Generally, the machine learning algorithm processes the
representations of the molecules to generate a molecular properties
model. The learned molecular properties model may then be used to
generate a prediction about the property of interest for additional
molecules. Additional molecules predicted to exhibit the property
of interest may then be the subject of further investigation, e.g.,
experimental verification of the prediction.
BRIEF DESCRIPTION OF THE DRAWINGS
[0014] The following detailed description makes reference to the
drawings, which are now briefly described.
[0015] FIG. 1 illustrates an exemplary computer system that may be
used to implement or perform embodiments of the present
invention.
[0016] FIG. 2 is a block diagram illustrating sources of training
data, including data sources used to provide virtual data and
virtual molecules used to train a molecular properties model,
according to one embodiment of the invention.
[0017] FIG. 3 illustrates a flow diagram of a method for
constructing a molecular properties model using virtual data,
according to one embodiment of the invention.
[0018] FIG. 4 illustrates a block diagram of data flow using a
molecular properties model to generate predictions for arbitrary
molecules, according to one embodiment of the invention.
DETAILED DESCRIPTION
[0019] Embodiments of the present invention provide methods and
articles of manufacture for generating training data used to train
a molecular properties model ("model" for short).
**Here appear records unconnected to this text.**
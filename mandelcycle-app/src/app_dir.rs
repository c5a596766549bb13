//! Directory where the executable lives. Preferences are stored next to the
//! binary so a copied build carries its own configuration.

use std::path::PathBuf;

/// Directory containing the running executable. Falls back to current directory if unavailable.
pub fn exe_directory() -> PathBuf {
    std::env::current_exe()
        .ok()
        .and_then(|p| p.parent().map(PathBuf::from))
        .unwrap_or_else(|| std::env::current_dir().unwrap_or_else(|_| PathBuf::from(".")))
}
use mandelcycle_core::DID_NOT_ESCAPE;

/// Per-pixel escape counts for one square frame.
///
/// This is the raw output of the engine before coloring. Keeping counts
/// separate from colored pixels lets the color table be rebuilt and the
/// frame repainted without recomputing anything.
///
/// A grid is only ever handed out fully populated, and it has no mutating
/// API after that.
#[derive(Debug, Clone, PartialEq, Eq)]
pub struct PixelGrid {
    size: u32,
    max_iterations: u32,
    values: Vec<u32>,
}

impl PixelGrid {
    /// Wrap a completed row-major value buffer.
    pub(crate) fn from_values(size: u32, max_iterations: u32, values: Vec<u32>) -> Self {
        debug_assert_eq!(values.len(), size as usize * size as usize);
        Self {
            size,
            max_iterations,
            values,
        }
    }

    /// Side length in pixels.
    #[inline]
    pub fn size(&self) -> u32 {
        self.size
    }

    /// The iteration budget the grid was computed with.
    #[inline]
    pub fn max_iterations(&self) -> u32 {
        self.max_iterations
    }

    /// Row-major escape counts, `size²` entries.
    #[inline]
    pub fn values(&self) -> &[u32] {
        &self.values
    }

    /// Escape count at `(x, y)`, or `None` outside the grid.
    pub fn get(&self, x: u32, y: u32) -> Option<u32> {
        if x >= self.size || y >= self.size {
            return None;
        }
        Some(self.values[cell_index(self.size, x, y)])
    }

    /// Stream every cell exactly once, row-major, as `(x, y, value)`.
    pub fn visit<F>(&self, mut visitor: F)
    where
        F: FnMut(u32, u32, u32),
    {
        let size = self.size as usize;
        for (row, chunk) in self.values.chunks_exact(size.max(1)).enumerate() {
            for (col, &value) in chunk.iter().enumerate() {
                visitor(col as u32, row as u32, value);
            }
        }
    }

    /// Number of cells that never escaped.
    pub fn interior_count(&self) -> usize {
        self.values.iter().filter(|&&v| v == DID_NOT_ESCAPE).count()
    }
}

/// Row-major offset of `(x, y)`, widened before multiplying so sides
/// above `u16::MAX` do not wrap.
#[inline]
fn cell_index(size: u32, x: u32, y: u32) -> usize {
    y as usize * size as usize + x as usize
}

#[cfg(test)]
mod tests {
    use super::*;

    fn sample() -> PixelGrid {
        PixelGrid::from_values(3, 10, vec![0, 1, 2, 3, DID_NOT_ESCAPE, 5, 6, 7, 8])
    }

    #[test]
    fn visit_is_row_major_and_complete() {
        let grid = sample();
        let mut seen = Vec::new();
        grid.visit(|x, y, v| seen.push((x, y, v)));

        assert_eq!(seen.len(), 9);
        assert_eq!(seen[0], (0, 0, 0));
        assert_eq!(seen[1], (1, 0, 1));
        assert_eq!(seen[3], (0, 1, 3));
        assert_eq!(seen[4], (1, 1, DID_NOT_ESCAPE));
        assert_eq!(seen[8], (2, 2, 8));
    }

    #[test]
    fn get_bounds() {
        let grid = sample();
        assert_eq!(grid.get(2, 1), Some(5));
        assert_eq!(grid.get(3, 0), None);
        assert_eq!(grid.get(0, 3), None);
    }

    #[test]
    fn counts_interior() {
        assert_eq!(sample().interior_count(), 1);
    }

    #[test]
    fn index_does_not_wrap_for_wide_grids() {
        let size = 70_000;
        assert_eq!(cell_index(size, 1, size - 1), 69_999 * 70_000 + 1);
        assert_eq!(cell_index(4, 3, 2), 11);
    }
}
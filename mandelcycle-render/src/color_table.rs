use tracing::debug;

use crate::buffer::RenderBuffer;
use crate::grid::PixelGrid;
use crate::oscillator::ColorComponent;

// ---------------------------------------------------------------------------
// Rgb
// ---------------------------------------------------------------------------

/// An opaque 8-bit-per-channel color.
#[derive(Debug, Clone, Copy, PartialEq, Eq, Hash, Default)]
pub struct Rgb {
    pub r: u8,
    pub g: u8,
    pub b: u8,
}

impl Rgb {
    pub const BLACK: Self = Self::new(0, 0, 0);
    pub const WHITE: Self = Self::new(255, 255, 255);

    #[inline]
    pub const fn new(r: u8, g: u8, b: u8) -> Self {
        Self { r, g, b }
    }

    #[inline]
    pub fn to_rgba(self) -> [u8; 4] {
        [self.r, self.g, self.b, 255]
    }
}

// ---------------------------------------------------------------------------
// Color table
// ---------------------------------------------------------------------------

/// Fixed-size lookup from escape count to color.
///
/// Slot `v - 1` holds the color for count `v`. Count `0` (outside the
/// bailout circle before any step) is reserved white, and any count past the
/// table, including the did-not-escape sentinel, is black.
///
/// The table is long-lived: [`rebuild`](Self::rebuild) overwrites every
/// slot in place and never resizes. Rebuilding takes `&mut self`, so no
/// reader can observe a half-filled pass.
#[derive(Debug, Clone)]
pub struct ColorTable {
    entries: Vec<Rgb>,
}

impl ColorTable {
    /// A table of `len` slots, all black until the first rebuild.
    pub fn new(len: usize) -> Self {
        Self {
            entries: vec![Rgb::BLACK; len],
        }
    }

    pub fn len(&self) -> usize {
        self.entries.len()
    }

    pub fn is_empty(&self) -> bool {
        self.entries.is_empty()
    }

    /// The raw slots, for drawing a preview strip of the palette.
    pub fn entries(&self) -> &[Rgb] {
        &self.entries
    }

    /// Refill every slot by sampling the three oscillators.
    ///
    /// Each slot gets `to_rgb(h, s, b)` of the current normalised values,
    /// then all three oscillators advance one step in lock-step.
    pub fn rebuild<F>(
        &mut self,
        mut hue: ColorComponent,
        mut saturation: ColorComponent,
        mut brightness: ColorComponent,
        to_rgb: F,
    ) where
        F: Fn(f32, f32, f32) -> Rgb,
    {
        for slot in self.entries.iter_mut() {
            *slot = to_rgb(
                hue.normalized(),
                saturation.normalized(),
                brightness.normalized(),
            );
            hue.next();
            saturation.next();
            brightness.next();
        }
        debug!(
            len = self.entries.len(),
            hue_end = hue.value(),
            saturation_end = saturation.value(),
            brightness_end = brightness.value(),
            "Color table rebuilt"
        );
    }

    /// Color for an escape count.
    #[inline]
    pub fn lookup(&self, count: u32) -> Rgb {
        if count == 0 {
            return Rgb::WHITE;
        }
        match self.entries.get(count as usize - 1) {
            Some(&color) => color,
            None => Rgb::BLACK,
        }
    }

    /// Paint a whole grid into an RGBA buffer by visiting every cell.
    pub fn paint(&self, grid: &PixelGrid) -> RenderBuffer {
        let mut buffer = RenderBuffer::new(grid.size(), grid.size());
        grid.visit(|x, y, count| buffer.put(x, y, self.lookup(count)));
        buffer
    }
}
Embodiments of
the invention provide training data that includes descriptions of
molecules known to physically exist along with descriptions of
molecules generated in silico using computational means, i.e.,
"virtual molecules." Virtual molecules may be constructed using
computational simulations that generate molecules capable of
physically existing, but which may never have been physically
synthesized. As used herein, property information or "property of
interest" generally refers to a molecular property being
modeled.
[0020] In one embodiment, the property information represents an
empirically measurable property of a molecule. The property
information for a given molecule may be based on intrinsic or
extrinsic properties including, for example, the physiological
activity, pharmacokinetic property, pharmacodynamic property,
physiological or pharmacological activity, toxicity or selectivity;
a chemical property including reactivity, binding affinity, or a
property of specific atoms or bonds in a molecule; or a physical
property including melting point or solubility or a force-field
parameter.
[0021] Typically, the task of the model is to generate a prediction
about the property of interest relative to a particular test
molecule (whether the test molecule is selected from real,
existing, known or virtual molecules). The model learns to perform
the task using training data provided by embodiments of the
invention. Further, property information for molecules included in
the training data may be provided using "virtual data," and may
include information obtained from reasonable assumptions, computer
simulations, or other modeling efforts. For example, computer
simulations may be performed that simulate the physics of the
molecular property of interest using molecular mechanics or quantum
mechanics. Property information may also be obtained from
laboratory experimentation or published literature sources.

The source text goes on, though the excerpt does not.